Please say how many lines of the listing hold "needs", with no other words in the answer.

++++++++

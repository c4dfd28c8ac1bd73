//! Addition, subtraction, multiplication, and shifts.

use super::BigUnsigned;
use crate::common::util::add_carry;
use crate::common::util::shift_slice_left_copy;
use crate::common::util::shift_slice_right_copy;
use crate::common::util::sub_borrow;
use crate::defs::DoubleWord;
use crate::defs::Error;
use crate::defs::Word;
use crate::defs::MAX_LIMBS;
use crate::defs::WORD_BIT_SIZE;
use core::cmp::Ordering;
use core::iter::repeat;
use itertools::izip;

impl BigUnsigned {
    /// Returns `self + other`.
    ///
    /// ## Errors
    ///
    ///  - CapacityExceeded: the sum needs more than `MAX_LIMBS` limbs.
    pub fn add(&self, other: &Self) -> Result<Self, Error> {
        let (long, short) = if self.len >= other.len { (self, other) } else { (other, self) };

        let mut ret = Self::zero();
        let mut c = 0;

        for (d, a, b) in izip!(
            ret.limbs.iter_mut(),
            long.limbs(),
            short.limbs().iter().chain(repeat(&0))
        ) {
            c = add_carry(*a, *b, c, d);
        }

        ret.len = long.len;

        if c > 0 {
            if ret.len == MAX_LIMBS {
                return Err(Error::CapacityExceeded);
            }
            ret.limbs[ret.len] = c;
            ret.len += 1;
        }

        Ok(ret)
    }

    /// Returns `self - other`.
    ///
    /// ## Errors
    ///
    ///  - InvalidPrecondition: `self` is less than `other`.
    pub fn sub(&self, other: &Self) -> Result<Self, Error> {
        if self.compare(other) == Ordering::Less {
            return Err(Error::InvalidPrecondition);
        }

        let mut ret = Self::zero();
        let mut c = 0;

        for (d, a, b) in izip!(
            ret.limbs.iter_mut(),
            self.limbs(),
            other.limbs().iter().chain(repeat(&0))
        ) {
            c = sub_borrow(*a, *b, c, d);
        }

        debug_assert!(c == 0);

        ret.len = self.len;
        ret.normalize();

        Ok(ret)
    }

    /// Returns `self * k` for a single limb `k`.
    ///
    /// ## Errors
    ///
    ///  - CapacityExceeded: the product needs more than `MAX_LIMBS` limbs.
    pub fn mul_by_word(&self, k: Word) -> Result<Self, Error> {
        let k = k as DoubleWord;
        let mut ret = Self::zero();
        let mut carry: DoubleWord = 0;

        for (d, a) in ret.limbs.iter_mut().zip(self.limbs()) {
            let m = *a as DoubleWord * k + carry;
            *d = m as Word;
            carry = m >> WORD_BIT_SIZE;
        }

        ret.len = self.len;

        if carry > 0 {
            if ret.len == MAX_LIMBS {
                return Err(Error::CapacityExceeded);
            }
            ret.limbs[ret.len] = carry as Word;
            ret.len += 1;
        }

        ret.normalize();

        Ok(ret)
    }

    /// Returns `self * other` (schoolbook multiplication).
    ///
    /// ## Errors
    ///
    ///  - CapacityExceeded: the product needs more than `MAX_LIMBS` limbs.
    pub fn mul(&self, other: &Self) -> Result<Self, Error> {
        if self.is_zero() || other.is_zero() {
            return Ok(Self::zero());
        }

        let mut buf = [0 as Word; 2 * MAX_LIMBS];

        for (i, &d1) in self.limbs().iter().enumerate() {
            if d1 == 0 {
                continue;
            }

            let d1 = d1 as DoubleWord;
            let mut k: DoubleWord = 0;
            for (d2, d3) in other.limbs().iter().zip(buf[i..].iter_mut()) {
                let m = d1 * (*d2 as DoubleWord) + *d3 as DoubleWord + k;
                *d3 = m as Word;
                k = m >> WORD_BIT_SIZE;
            }
            buf[i + other.len] = k as Word;
        }

        Self::from_limbs(&buf[..self.len + other.len])
    }

    /// Returns `self * 2^n`.
    ///
    /// ## Errors
    ///
    ///  - CapacityExceeded: the result needs more than `MAX_LIMBS` limbs.
    pub fn shift_left(&self, n: usize) -> Result<Self, Error> {
        if self.is_zero() {
            return Ok(Self::zero());
        }

        match self.bit_len().checked_add(n) {
            Some(l) if l <= MAX_LIMBS * WORD_BIT_SIZE => {}
            _ => return Err(Error::CapacityExceeded),
        }

        let mut ret = Self::zero();
        shift_slice_left_copy(self.limbs(), &mut ret.limbs, n);

        ret.len = (self.len + n / WORD_BIT_SIZE + 1).min(MAX_LIMBS);
        ret.normalize();

        Ok(ret)
    }

    /// Returns `self / 2^n`, discarding the bits shifted out.
    pub fn shift_right(&self, n: usize) -> Self {
        let mut ret = Self::zero();
        shift_slice_right_copy(self.limbs(), &mut ret.limbs, n);

        ret.len = self.len;
        ret.normalize();

        ret
    }
}
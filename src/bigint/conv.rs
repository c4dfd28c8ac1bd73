//! Conversion to and from text.

use super::BigUnsigned;
use crate::defs::Error;
use crate::defs::Word;
use crate::defs::MAX_LIMBS;
use core::fmt::{Debug, Display, Formatter};
use core::str::FromStr;

// Largest power of ten in a limb, and its number of digits.
const CHUNK_BASE: Word = 1_000_000_000;
const CHUNK_DIGITS: usize = 9;

impl Display for BigUnsigned {
    fn fmt(&self, f: &mut Formatter<'_>) -> core::fmt::Result {
        // each limb holds less than two 9-digit chunks
        let mut chunks = [0 as Word; 2 * MAX_LIMBS];
        let mut n = 0;
        let mut x = self.clone();

        loop {
            let (q, r) = x.div_rem_by_word(CHUNK_BASE).map_err(|_| core::fmt::Error)?;
            chunks[n] = r;
            n += 1;
            x = q;
            if x.is_zero() {
                break;
            }
        }

        write!(f, "{}", chunks[n - 1])?;
        for c in chunks[..n - 1].iter().rev() {
            write!(f, "{:0width$}", c, width = CHUNK_DIGITS)?;
        }

        Ok(())
    }
}

impl Debug for BigUnsigned {
    fn fmt(&self, f: &mut Formatter<'_>) -> core::fmt::Result {
        let digitlen = core::mem::size_of::<Word>() * 2;
        let top = self.len - 1;

        write!(f, "{:#x}", self.limbs[top])?;
        for v in self.limbs[..top].iter().rev() {
            write!(f, "_{:01$x}", v, digitlen)?;
        }

        Ok(())
    }
}

impl FromStr for BigUnsigned {
    type Err = Error;

    /// Parses a string of decimal digits.
    ///
    /// ## Errors
    ///
    ///  - InvalidArgument: the string is empty or contains a non-digit character.
    ///  - CapacityExceeded: the value needs more than `MAX_LIMBS` limbs.
    fn from_str(s: &str) -> Result<Self, Self::Err> {
        if s.is_empty() {
            return Err(Error::InvalidArgument);
        }

        let mut ret = Self::zero();

        for c in s.as_bytes().chunks(CHUNK_DIGITS) {
            let mut v: Word = 0;
            let mut scale: Word = 1;
            for &b in c {
                if !b.is_ascii_digit() {
                    return Err(Error::InvalidArgument);
                }
                v = v * 10 + (b - b'0') as Word;
                scale *= 10;
            }
            ret = ret.mul_by_word(scale)?.add(&Self::from_u32(v))?;
        }

        Ok(ret)
    }
}

#[cfg(feature = "random")]
impl BigUnsigned {
    /// Returns a random number of at most `len` limbs.
    ///
    /// ## Errors
    ///
    ///  - CapacityExceeded: `len` is greater than `MAX_LIMBS`.
    pub fn random(len: usize) -> Result<Self, Error> {
        if len > MAX_LIMBS {
            return Err(Error::CapacityExceeded);
        }

        let mut ret = Self::zero();
        for v in ret.limbs[..len].iter_mut() {
            *v = rand::random::<Word>();
        }

        ret.len = len.max(1);
        ret.normalize();

        Ok(ret)
    }
}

++++++++

* [Result below]: 5